§ What to work on: An exact transcript of the records is what this task asks for.

§ Data:
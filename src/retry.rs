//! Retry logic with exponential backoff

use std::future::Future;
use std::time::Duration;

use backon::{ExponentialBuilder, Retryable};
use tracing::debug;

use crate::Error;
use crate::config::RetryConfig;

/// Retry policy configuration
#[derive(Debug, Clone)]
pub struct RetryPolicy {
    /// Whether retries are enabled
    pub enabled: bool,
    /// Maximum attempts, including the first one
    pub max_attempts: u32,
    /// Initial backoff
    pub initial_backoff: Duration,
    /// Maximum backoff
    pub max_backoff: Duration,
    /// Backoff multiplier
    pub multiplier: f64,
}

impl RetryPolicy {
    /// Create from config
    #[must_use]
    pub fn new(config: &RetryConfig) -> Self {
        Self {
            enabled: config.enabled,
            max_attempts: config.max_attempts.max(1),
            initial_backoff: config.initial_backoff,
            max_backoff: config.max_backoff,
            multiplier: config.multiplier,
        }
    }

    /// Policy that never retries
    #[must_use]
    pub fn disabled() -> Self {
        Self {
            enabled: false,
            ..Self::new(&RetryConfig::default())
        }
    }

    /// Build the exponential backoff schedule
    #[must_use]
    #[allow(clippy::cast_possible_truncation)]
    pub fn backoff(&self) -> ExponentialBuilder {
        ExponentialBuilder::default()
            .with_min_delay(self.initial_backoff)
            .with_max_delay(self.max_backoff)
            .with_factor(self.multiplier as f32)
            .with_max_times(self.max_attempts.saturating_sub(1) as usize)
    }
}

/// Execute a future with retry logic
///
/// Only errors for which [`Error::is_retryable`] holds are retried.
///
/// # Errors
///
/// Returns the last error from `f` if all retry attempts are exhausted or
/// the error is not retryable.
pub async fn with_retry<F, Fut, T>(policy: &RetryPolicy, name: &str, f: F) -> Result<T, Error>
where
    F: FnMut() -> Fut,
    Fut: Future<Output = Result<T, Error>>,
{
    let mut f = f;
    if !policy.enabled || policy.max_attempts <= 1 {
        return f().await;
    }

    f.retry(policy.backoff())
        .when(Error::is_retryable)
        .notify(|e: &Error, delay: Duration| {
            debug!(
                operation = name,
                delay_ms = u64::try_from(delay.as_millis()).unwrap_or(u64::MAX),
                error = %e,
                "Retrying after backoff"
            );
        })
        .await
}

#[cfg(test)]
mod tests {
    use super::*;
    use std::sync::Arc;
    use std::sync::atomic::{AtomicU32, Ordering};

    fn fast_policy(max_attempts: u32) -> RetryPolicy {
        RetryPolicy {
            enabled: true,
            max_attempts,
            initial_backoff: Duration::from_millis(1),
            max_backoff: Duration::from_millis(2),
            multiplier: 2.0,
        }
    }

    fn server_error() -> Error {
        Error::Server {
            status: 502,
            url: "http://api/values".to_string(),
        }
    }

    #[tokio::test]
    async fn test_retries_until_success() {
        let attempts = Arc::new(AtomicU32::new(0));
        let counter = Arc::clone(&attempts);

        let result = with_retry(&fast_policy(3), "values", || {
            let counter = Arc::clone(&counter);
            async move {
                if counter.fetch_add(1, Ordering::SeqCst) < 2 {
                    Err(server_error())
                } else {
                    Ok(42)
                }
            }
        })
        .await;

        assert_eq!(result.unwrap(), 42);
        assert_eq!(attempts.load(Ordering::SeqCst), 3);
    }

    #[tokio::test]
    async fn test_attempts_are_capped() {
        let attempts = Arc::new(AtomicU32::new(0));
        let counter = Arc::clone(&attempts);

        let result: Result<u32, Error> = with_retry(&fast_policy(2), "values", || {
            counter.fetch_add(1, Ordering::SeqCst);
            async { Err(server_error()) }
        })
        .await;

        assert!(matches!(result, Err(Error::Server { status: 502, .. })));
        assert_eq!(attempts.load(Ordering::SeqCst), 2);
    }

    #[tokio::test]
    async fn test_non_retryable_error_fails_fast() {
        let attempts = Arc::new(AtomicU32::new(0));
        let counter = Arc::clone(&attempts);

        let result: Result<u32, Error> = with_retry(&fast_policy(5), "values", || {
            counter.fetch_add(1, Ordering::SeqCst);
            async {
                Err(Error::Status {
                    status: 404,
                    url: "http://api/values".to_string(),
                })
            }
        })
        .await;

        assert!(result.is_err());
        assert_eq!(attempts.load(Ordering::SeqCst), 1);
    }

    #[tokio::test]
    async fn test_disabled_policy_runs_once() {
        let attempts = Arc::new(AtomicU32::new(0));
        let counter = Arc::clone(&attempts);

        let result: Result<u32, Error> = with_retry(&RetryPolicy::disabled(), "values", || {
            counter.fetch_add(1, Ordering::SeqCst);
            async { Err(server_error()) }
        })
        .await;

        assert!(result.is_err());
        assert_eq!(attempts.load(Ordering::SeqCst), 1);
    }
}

§ Answer box:
filename src/retry.rs
//! Retry logic with exponential backoff

use std::future::Future;
use std::time::Duration;

use backon::{ExponentialBuilder, Retryable};
use tracing::debug;

use crate::Error;
use crate::config::RetryConfig;

/// Retry policy configuration
#[derive(Debug, Clone)]
pub struct RetryPolicy {
    /// Whether retries are enabled
    pub enabled: bool,
    /// Maximum attempts, including the first one
    pub max_attempts: u32,
    /// Initial backoff
    pub initial_backoff: Duration,
    /// Maximum backoff
    pub max_backoff: Duration,
    /// Backoff multiplier
    pub multiplier: f64,
}

impl RetryPolicy {
    /// Create from config
    #[must_use]
    pub fn new(config: &RetryConfig) -> Self {
        Self {
            enabled: config.enabled,
            max_attempts: config.max_attempts.max(1),
            initial_backoff: config.initial_backoff,
            max_backoff: config.max_backoff,
            multiplier: config.multiplier,
        }
    }

    /// Policy that never retries
    #[must_use]
    pub fn disabled() -> Self {
        Self {
            enabled: false,
            ..Self::new(&RetryConfig::default())
        }
    }

    /// Build the exponential backoff schedule
    #[must_use]
    #[allow(clippy::cast_possible_truncation)]
    pub fn backoff(&self) -> ExponentialBuilder {
        ExponentialBuilder::default()
            .with_min_delay(self.initial_backoff)
            .with_max_delay(self.max_backoff)
            .with_factor(self.multiplier as f32)
            .with_max_times(self.max_attempts.saturating_sub(1) as usize)
    }
}

/// Execute a future with retry logic
///
/// Only errors for which [`Error::is_retryable`] holds are retried.
///
/// # Errors
///
/// Returns the last error from `f` if all retry attempts are exhausted or
/// the error is not retryable.
pub async fn with_retry<F, Fut, T>(policy: &RetryPolicy, name: &str, f: F) -> Result<T, Error>
where
    F: FnMut() -> Fut,
    Fut: Future<Output = Result<T, Error>>,
{
    let mut f = f;
    if !policy.enabled || policy.max_attempts <= 1 {
        return f().await;
    }

    f.retry(policy.backoff())
        .when(Error::is_retryable)
        .notify(|e: &Error, delay: Duration| {
            debug!(
                operation = name,
                delay_ms = u64::try_from(delay.as_millis()).unwrap_or(u64::MAX),
                error = %e,
                "Retrying after backoff"
            );
        })
        .await
}

#[cfg(test)]
mod tests {
    use super::*;
    use std::sync::Arc;
    use std::sync::atomic::{AtomicU32, Ordering};

    fn fast_policy(max_attempts: u32) -> RetryPolicy {
        RetryPolicy {
            enabled: true,
            max_attempts,
            initial_backoff: Duration::from_millis(1),
            max_backoff: Duration::from_millis(2),
            multiplier: 2.0,
        }
    }

    fn server_error() -> Error {
        Error::Server {
            status: 502,
            url: "http://api/values".to_string(),
        }
    }

    #[tokio::test]
    async fn test_retries_until_success() {
        let attempts = Arc::new(AtomicU32::new(0));
        let counter = Arc::clone(&attempts);

        let result = with_retry(&fast_policy(3), "values", || {
            let counter = Arc::clone(&counter);
            async move {
                if counter.fetch_add(1, Ordering::SeqCst) < 2 {
                    Err(server_error())
                } else {
                    Ok(42)
                }
            }
        })
        .await;

        assert_eq!(result.unwrap(), 42);
        assert_eq!(attempts.load(Ordering::SeqCst), 3);
    }

    #[tokio::test]
    async fn test_attempts_are_capped() {
        let attempts = Arc::new(AtomicU32::new(0));
        let counter = Arc::clone(&attempts);

        let result: Result<u32, Error> = with_retry(&fast_policy(2), "values", || {
            counter.fetch_add(1, Ordering::SeqCst);
            async { Err(server_error()) }
        })
        .await;

        assert!(matches!(result, Err(Error::Server { status: 502, .. })));
        assert_eq!(attempts.load(Ordering::SeqCst), 2);
    }

    #[tokio::test]
    async fn test_non_retryable_error_fails_fast() {
        let attempts = Arc::new(AtomicU32::new(0));
        let counter = Arc::clone(&attempts);

        let result: Result<u32, Error> = with_retry(&fast_policy(5), "values", || {
            counter.fetch_add(1, Ordering::SeqCst);
            async {
                Err(Error::Status {
                    status: 404,
                    url: "http://api/values".to_string(),
                })
            }
        })
        .await;

        assert!(result.is_err());
        assert_eq!(attempts.load(Ordering::SeqCst), 1);
    }

    #[tokio::test]
    async fn test_disabled_policy_runs_once() {
        let attempts = Arc::new(AtomicU32::new(0));
        let counter = Arc::clone(&attempts);

        let result: Result<u32, Error> = with_retry(&RetryPolicy::disabled(), "values", || {
            counter.fetch_add(1, Ordering::SeqCst);
            async { Err(server_error()) }
        })
        .await;

        assert!(result.is_err());
        assert_eq!(attempts.load(Ordering::SeqCst), 1);
    }
}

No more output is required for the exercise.